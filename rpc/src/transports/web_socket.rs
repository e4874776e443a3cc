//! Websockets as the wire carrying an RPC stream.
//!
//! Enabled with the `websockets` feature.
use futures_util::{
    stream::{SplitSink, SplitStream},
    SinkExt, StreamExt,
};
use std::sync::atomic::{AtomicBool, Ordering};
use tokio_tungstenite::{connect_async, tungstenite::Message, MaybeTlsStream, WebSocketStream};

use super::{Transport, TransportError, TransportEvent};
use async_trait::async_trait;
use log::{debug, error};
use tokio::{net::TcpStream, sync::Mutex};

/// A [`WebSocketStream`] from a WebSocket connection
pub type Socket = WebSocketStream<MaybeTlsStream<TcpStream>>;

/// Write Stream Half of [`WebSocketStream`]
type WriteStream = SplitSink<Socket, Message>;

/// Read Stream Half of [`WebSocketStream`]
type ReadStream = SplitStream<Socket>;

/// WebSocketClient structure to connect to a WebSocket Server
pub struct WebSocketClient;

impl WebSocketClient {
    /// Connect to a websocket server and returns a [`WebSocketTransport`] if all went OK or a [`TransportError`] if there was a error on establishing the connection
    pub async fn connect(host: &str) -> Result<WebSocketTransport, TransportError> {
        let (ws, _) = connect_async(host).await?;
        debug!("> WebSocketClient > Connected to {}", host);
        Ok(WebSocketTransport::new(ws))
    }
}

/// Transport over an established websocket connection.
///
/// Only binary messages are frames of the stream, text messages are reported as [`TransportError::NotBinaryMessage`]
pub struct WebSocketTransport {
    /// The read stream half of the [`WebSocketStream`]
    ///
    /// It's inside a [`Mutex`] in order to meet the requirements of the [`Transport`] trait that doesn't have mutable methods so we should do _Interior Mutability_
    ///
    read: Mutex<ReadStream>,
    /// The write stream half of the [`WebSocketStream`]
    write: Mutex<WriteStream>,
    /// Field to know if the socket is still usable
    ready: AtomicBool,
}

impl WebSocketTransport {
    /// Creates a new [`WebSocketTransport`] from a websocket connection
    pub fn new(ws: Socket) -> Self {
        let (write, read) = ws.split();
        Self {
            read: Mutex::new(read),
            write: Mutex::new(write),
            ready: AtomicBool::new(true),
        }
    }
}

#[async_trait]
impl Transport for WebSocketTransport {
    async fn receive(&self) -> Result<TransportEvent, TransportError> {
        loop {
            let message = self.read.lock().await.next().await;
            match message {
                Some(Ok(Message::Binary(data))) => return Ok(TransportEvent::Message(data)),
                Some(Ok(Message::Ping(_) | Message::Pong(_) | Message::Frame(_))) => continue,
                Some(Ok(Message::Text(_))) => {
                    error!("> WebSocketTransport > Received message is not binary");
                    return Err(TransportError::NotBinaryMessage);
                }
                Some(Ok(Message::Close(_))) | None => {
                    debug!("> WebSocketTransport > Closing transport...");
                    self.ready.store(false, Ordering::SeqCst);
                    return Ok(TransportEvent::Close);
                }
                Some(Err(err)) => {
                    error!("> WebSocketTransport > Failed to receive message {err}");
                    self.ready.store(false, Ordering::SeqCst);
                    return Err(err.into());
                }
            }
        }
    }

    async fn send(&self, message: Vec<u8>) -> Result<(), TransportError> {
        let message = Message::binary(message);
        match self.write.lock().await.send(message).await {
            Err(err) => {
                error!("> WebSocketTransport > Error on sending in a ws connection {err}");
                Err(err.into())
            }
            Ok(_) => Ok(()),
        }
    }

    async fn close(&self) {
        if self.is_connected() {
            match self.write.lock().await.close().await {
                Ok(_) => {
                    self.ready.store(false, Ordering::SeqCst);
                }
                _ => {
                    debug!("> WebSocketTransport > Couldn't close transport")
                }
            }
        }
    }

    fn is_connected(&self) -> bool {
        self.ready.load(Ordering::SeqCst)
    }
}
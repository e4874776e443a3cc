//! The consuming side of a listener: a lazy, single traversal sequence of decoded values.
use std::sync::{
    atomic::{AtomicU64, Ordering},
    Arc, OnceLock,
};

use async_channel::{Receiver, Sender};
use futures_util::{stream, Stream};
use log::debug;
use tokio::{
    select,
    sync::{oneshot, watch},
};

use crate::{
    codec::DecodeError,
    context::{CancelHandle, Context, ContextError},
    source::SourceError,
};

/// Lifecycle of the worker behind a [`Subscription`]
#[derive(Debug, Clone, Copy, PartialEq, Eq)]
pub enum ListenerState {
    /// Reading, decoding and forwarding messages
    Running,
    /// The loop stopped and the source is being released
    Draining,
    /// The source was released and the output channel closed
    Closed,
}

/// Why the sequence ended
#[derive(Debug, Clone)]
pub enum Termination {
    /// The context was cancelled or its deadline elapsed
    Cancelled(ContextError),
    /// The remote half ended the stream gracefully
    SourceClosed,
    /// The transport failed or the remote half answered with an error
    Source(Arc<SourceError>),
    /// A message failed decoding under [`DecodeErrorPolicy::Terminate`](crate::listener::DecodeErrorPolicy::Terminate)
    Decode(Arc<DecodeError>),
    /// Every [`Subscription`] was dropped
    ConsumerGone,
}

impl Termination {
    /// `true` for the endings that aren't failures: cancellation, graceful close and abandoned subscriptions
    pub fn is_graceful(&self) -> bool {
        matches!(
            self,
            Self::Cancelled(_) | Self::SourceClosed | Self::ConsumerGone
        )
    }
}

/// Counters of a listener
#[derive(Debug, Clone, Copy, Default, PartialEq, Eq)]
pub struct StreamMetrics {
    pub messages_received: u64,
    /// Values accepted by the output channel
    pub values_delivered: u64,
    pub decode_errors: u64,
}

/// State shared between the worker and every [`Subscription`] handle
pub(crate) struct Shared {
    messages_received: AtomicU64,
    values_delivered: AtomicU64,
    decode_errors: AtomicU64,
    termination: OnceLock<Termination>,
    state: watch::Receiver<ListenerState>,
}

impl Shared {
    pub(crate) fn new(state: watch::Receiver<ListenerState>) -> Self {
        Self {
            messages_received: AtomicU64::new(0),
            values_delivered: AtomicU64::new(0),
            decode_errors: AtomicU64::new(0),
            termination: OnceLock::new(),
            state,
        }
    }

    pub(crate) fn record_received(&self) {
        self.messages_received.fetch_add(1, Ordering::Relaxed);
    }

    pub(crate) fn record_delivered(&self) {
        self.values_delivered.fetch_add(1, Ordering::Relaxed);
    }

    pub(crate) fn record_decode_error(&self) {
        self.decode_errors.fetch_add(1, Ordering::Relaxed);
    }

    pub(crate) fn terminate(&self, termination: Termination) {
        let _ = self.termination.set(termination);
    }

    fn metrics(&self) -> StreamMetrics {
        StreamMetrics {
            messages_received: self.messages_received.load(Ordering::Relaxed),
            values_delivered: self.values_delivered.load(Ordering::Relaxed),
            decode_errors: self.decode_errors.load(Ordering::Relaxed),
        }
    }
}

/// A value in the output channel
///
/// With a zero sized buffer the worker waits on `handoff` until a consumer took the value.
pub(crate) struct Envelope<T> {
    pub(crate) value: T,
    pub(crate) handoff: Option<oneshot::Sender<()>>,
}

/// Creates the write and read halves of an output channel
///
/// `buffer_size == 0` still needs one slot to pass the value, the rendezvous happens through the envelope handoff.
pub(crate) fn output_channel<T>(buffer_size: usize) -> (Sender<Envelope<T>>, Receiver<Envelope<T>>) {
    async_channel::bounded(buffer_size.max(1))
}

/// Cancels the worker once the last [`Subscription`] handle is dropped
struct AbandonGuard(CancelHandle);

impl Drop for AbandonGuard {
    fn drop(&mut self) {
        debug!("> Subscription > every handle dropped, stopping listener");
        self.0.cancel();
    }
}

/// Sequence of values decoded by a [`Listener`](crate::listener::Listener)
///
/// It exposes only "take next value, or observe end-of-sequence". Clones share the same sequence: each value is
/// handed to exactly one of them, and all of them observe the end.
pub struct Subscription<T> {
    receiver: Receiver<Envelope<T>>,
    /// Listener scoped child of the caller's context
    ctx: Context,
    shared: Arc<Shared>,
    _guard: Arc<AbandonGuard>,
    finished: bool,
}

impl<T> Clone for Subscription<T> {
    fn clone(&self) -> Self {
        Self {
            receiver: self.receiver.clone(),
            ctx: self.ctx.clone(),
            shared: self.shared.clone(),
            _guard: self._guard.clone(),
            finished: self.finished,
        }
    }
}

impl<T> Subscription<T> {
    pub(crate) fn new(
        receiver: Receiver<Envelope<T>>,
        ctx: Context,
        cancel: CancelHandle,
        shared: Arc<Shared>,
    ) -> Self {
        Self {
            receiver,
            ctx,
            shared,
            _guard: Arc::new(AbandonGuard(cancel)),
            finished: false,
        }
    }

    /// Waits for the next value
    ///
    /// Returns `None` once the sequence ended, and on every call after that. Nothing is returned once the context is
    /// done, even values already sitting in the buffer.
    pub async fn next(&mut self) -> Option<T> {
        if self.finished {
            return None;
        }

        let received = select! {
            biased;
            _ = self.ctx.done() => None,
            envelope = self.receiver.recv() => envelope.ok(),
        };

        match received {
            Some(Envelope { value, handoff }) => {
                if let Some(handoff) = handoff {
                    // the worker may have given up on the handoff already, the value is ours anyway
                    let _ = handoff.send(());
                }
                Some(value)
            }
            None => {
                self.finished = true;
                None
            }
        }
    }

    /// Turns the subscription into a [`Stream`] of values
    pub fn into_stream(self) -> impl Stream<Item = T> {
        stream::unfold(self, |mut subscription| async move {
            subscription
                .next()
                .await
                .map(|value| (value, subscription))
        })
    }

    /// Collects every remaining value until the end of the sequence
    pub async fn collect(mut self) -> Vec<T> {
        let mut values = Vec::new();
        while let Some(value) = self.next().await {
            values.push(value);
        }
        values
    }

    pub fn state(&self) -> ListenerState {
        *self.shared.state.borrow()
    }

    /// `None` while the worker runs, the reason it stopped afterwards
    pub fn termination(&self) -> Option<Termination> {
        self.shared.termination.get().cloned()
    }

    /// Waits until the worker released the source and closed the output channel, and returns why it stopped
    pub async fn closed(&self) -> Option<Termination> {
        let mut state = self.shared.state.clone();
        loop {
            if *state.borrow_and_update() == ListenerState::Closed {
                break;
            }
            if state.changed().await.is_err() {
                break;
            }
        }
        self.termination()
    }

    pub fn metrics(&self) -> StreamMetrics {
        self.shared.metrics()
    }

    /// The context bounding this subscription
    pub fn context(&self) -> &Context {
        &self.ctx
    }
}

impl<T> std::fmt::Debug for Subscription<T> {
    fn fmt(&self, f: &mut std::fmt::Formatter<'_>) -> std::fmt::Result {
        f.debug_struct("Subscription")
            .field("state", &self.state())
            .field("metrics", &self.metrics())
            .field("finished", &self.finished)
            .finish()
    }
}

◆ ◆ ◆ ◆

ACTION ITEM: Print exactly, and only, the lines beginning at the top of the listing and ending at the line with "establishing the connection".

EXPECTED ANSWER:
filename rpc/src/transports/web_socket.rs
repository e4874776e443a3cc
//! Websockets as the wire carrying an RPC stream.
//!
//! Enabled with the `websockets` feature.
use futures_util::{
    stream::{SplitSink, SplitStream},
    SinkExt, StreamExt,
};
use std::sync::atomic::{AtomicBool, Ordering};
use tokio_tungstenite::{connect_async, tungstenite::Message, MaybeTlsStream, WebSocketStream};

use super::{Transport, TransportError, TransportEvent};
use async_trait::async_trait;
use log::{debug, error};
use tokio::{net::TcpStream, sync::Mutex};

/// A [`WebSocketStream`] from a WebSocket connection
pub type Socket = WebSocketStream<MaybeTlsStream<TcpStream>>;

/// Write Stream Half of [`WebSocketStream`]
type WriteStream = SplitSink<Socket, Message>;

/// Read Stream Half of [`WebSocketStream`]
type ReadStream = SplitStream<Socket>;

/// WebSocketClient structure to connect to a WebSocket Server
pub struct WebSocketClient;

impl WebSocketClient {
    /// Connect to a websocket server and returns a [`WebSocketTransport`] if all went OK or a [`TransportError`] if there was a error on establishing the connection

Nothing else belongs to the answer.